I giovani, il cibo, il clima. L’analisi di EStà per il progetto FOOD WAVE.

In occasione della Giornata mondiale della Terra si rende pubblico il rapporto redatto da EStà grazie con il coordinamento di Mani Tese all’interno del progetto europeo Food Wave.

Si tratta di una ricerca che analizza le 18 differenti contesti europei, offrendo un panorama molto ampio e significativo di come si sviluppano le politiche relative al cibo e al clima e dei modi in cui i giovani sono oggetto o co-protagonisti di queste politiche. 

Il rapporto pone l’attenzione su ciò che sta accadendo a livello locale con l’obiettivo di comprendere meglio l’impatto che gli attori territoriali e le istituzioni hanno nel plasmare politiche e iniziative che rafforzano il nesso cibo-clima. Mostra come le città costituiscono un osservatorio privilegiato in cui non solo si sta costruendo la consapevolezza delle interconnessioni tra temi complessi, ma si sta anche sperimentando la loro concreta attuazione.
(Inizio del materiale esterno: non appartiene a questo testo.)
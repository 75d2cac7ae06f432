use crate::config::SummarizationConfig;
use crate::http::{self, RetryPolicy};
use crate::TdigestError;
use log::info;
use serde::Deserialize;

/// Text generation backend for the weekly summary.
pub trait TextGenerator {
    fn generate(&self, system: &str, prompt: &str) -> Result<String, TdigestError>;
}

/// Approximate gpt-4o-mini pricing, dollars per million tokens.
const INPUT_COST_PER_M: f64 = 0.15;
const OUTPUT_COST_PER_M: f64 = 0.60;

#[derive(Debug, Deserialize, Default, Clone, Copy, PartialEq, Eq)]
pub struct Usage {
    #[serde(default)]
    pub prompt_tokens: u64,
    #[serde(default)]
    pub completion_tokens: u64,
    #[serde(default)]
    pub total_tokens: u64,
}

impl Usage {
    pub fn estimated_cost(&self) -> f64 {
        (self.prompt_tokens as f64 * INPUT_COST_PER_M
            + self.completion_tokens as f64 * OUTPUT_COST_PER_M)
            / 1_000_000.0
    }
}

/// OpenAI-compatible chat completions client.
pub struct ChatCompletion {
    agent: ureq::Agent,
    endpoint: String,
    auth: String,
    model: String,
    temperature: f64,
    max_tokens: u32,
    retry: RetryPolicy,
}

impl ChatCompletion {
    pub fn new(config: &SummarizationConfig) -> Result<Self, TdigestError> {
        let key = config
            .api_key
            .as_deref()
            .filter(|k| !k.is_empty())
            .ok_or_else(|| {
                TdigestError::Config(
                    "summarization.api_key missing (or set OPENAI_API_KEY)".into(),
                )
            })?;
        info!("using model {} at {}", config.model, config.endpoint);
        Ok(Self {
            agent: http::agent(config.timeout_secs),
            endpoint: config.endpoint.clone(),
            auth: format!("Bearer {key}"),
            model: config.model.clone(),
            temperature: config.temperature,
            max_tokens: config.max_tokens,
            retry: RetryPolicy::new(config.max_retries, config.backoff_secs),
        })
    }

    fn request_body(&self, system: &str, prompt: &str) -> serde_json::Value {
        serde_json::json!({
            "model": self.model,
            "messages": [
                {"role": "system", "content": system},
                {"role": "user", "content": prompt},
            ],
            "temperature": self.temperature,
            "max_tokens": self.max_tokens,
        })
    }
}

impl TextGenerator for ChatCompletion {
    fn generate(&self, system: &str, prompt: &str) -> Result<String, TdigestError> {
        let body = self.request_body(system, prompt);
        info!("calling chat completion (model: {})", self.model);
        let resp: serde_json::Value = http::with_retry(&self.retry, "chat completion", || {
            self.agent
                .post(&self.endpoint)
                .header("Authorization", self.auth.as_str())
                .send_json(&body)?
                .body_mut()
                .read_json()
        })?;
        parse_completion(&resp)
    }
}

/// Pull the message text out of a chat completion response and log usage.
fn parse_completion(resp: &serde_json::Value) -> Result<String, TdigestError> {
    let text = resp
        .pointer("/choices/0/message/content")
        .and_then(serde_json::Value::as_str)
        .map(str::trim)
        .filter(|t| !t.is_empty())
        .ok_or_else(|| TdigestError::Llm("no content in chat completion response".into()))?;

    if let Some(usage) = resp
        .get("usage")
        .and_then(|u| serde_json::from_value::<Usage>(u.clone()).ok())
    {
        info!(
            "  tokens used - input: {}, output: {}, total: {}",
            usage.prompt_tokens, usage.completion_tokens, usage.total_tokens
        );
        info!("  estimated cost: ${:.6}", usage.estimated_cost());
    }

    Ok(text.to_owned())
}

#[cfg(test)]
mod tests {
    use super::*;

    #[test]
    fn parses_content_and_trims() {
        let resp = serde_json::json!({
            "choices": [{"message": {"role": "assistant", "content": "  ## Work\nDone.\n\n"}}],
            "usage": {"prompt_tokens": 1000, "completion_tokens": 200, "total_tokens": 1200}
        });
        assert_eq!(parse_completion(&resp).unwrap(), "## Work\nDone.");
    }

    #[test]
    fn empty_or_missing_content_is_error() {
        let empty = serde_json::json!({"choices": [{"message": {"content": "   "}}]});
        assert!(matches!(parse_completion(&empty), Err(TdigestError::Llm(_))));
        let missing = serde_json::json!({"choices": []});
        assert!(matches!(parse_completion(&missing), Err(TdigestError::Llm(_))));
    }

    #[test]
    fn cost_estimate() {
        let usage = Usage {
            prompt_tokens: 1_000_000,
            completion_tokens: 1_000_000,
            total_tokens: 2_000_000,
        };
        assert!((usage.estimated_cost() - 0.75).abs() < 1e-9);
        assert_eq!(Usage::default().estimated_cost(), 0.0);
    }

    #[test]
    fn request_body_shape() {
        let config = SummarizationConfig {
            api_key: Some("sk-test".into()),
            ..Default::default()
        };
        let client = ChatCompletion::new(&config).unwrap();
        let body = client.request_body("sys", "user text");
        assert_eq!(body["model"], "gpt-4o-mini");
        assert_eq!(body["messages"][0]["role"], "system");
        assert_eq!(body["messages"][1]["content"], "user text");
        assert_eq!(body["max_tokens"], 2000);
        assert_eq!(body["temperature"], 0.5);
    }

    #[test]
    fn retry_policy_comes_from_config() {
        let default = ChatCompletion::new(&SummarizationConfig {
            api_key: Some("sk-test".into()),
            ..Default::default()
        })
        .unwrap();
        assert_eq!(default.retry.max_retries, 2);
        assert_eq!(default.retry.backoff, std::time::Duration::from_secs(1));

        let tuned = ChatCompletion::new(&SummarizationConfig {
            api_key: Some("sk-test".into()),
            max_retries: 5,
            backoff_secs: 3,
            ..Default::default()
        })
        .unwrap();
        assert_eq!(tuned.retry.max_retries, 5);
        assert_eq!(tuned.retry.delay(1), std::time::Duration::from_secs(6));
    }

    #[test]
    fn missing_key_is_config_error() {
        let config = SummarizationConfig::default();
        assert!(matches!(
            ChatCompletion::new(&config),
            Err(TdigestError::Config(_))
        ));
    }
}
Le esperienze delle città dimostrano che le alleanze tra istituzioni e attori territoriali sono una spinta importante verso politiche su misura del contesto, sia che si tratti di cibo, clima o giovani. Includere i destinatari delle politiche nel policy making – attraverso strutture amministrative ad hoc, progetti europei, iniziative e altro – spinge un nuovo modo di intendere l’azione sociale nella mentalità amministrativa locale. Inoltre, la raccolta ed il monitoraggio dei dati a livello locale sono un’altra parte fondamentale della creazione di politiche basate sull’evidenza, pur essendo molto complicati da raccogliere e condividere.

Rispetto ai giovani, questo rapporto dimostra la presenza di una serie di approcci diversi attraverso cui le politiche giovanili non sono solo per i giovani (relative, per esempio, all’istruzione o all’occupazione) ma sono sviluppate direttamente dai giovani. Tuttavia, mostra anche che le iniziative dei giovani non sono sempre nel radar delle amministrazioni, il che genera opportunità mancante se si considera l’impatto positivo che queste hanno nei territori.

Infine, il consumo di cibo è un punto di osservazione interessante per guardare le complessità dell’attuale sistema alimentare. L’impatto delle nostre abitudini di consumo e la possibilità di implementare alternative sostenibili, sia a livello individuale che sociale, sono importanti leve di cambiamento.

L’analisi effettuata fornisce quindi uno sguardo molto ampio su come i governi locali e i gruppi della società civile già affrontano questi temi, contribuendo a una base di conoscenza per stimolare sia l’azione istituzionale che quella sociale.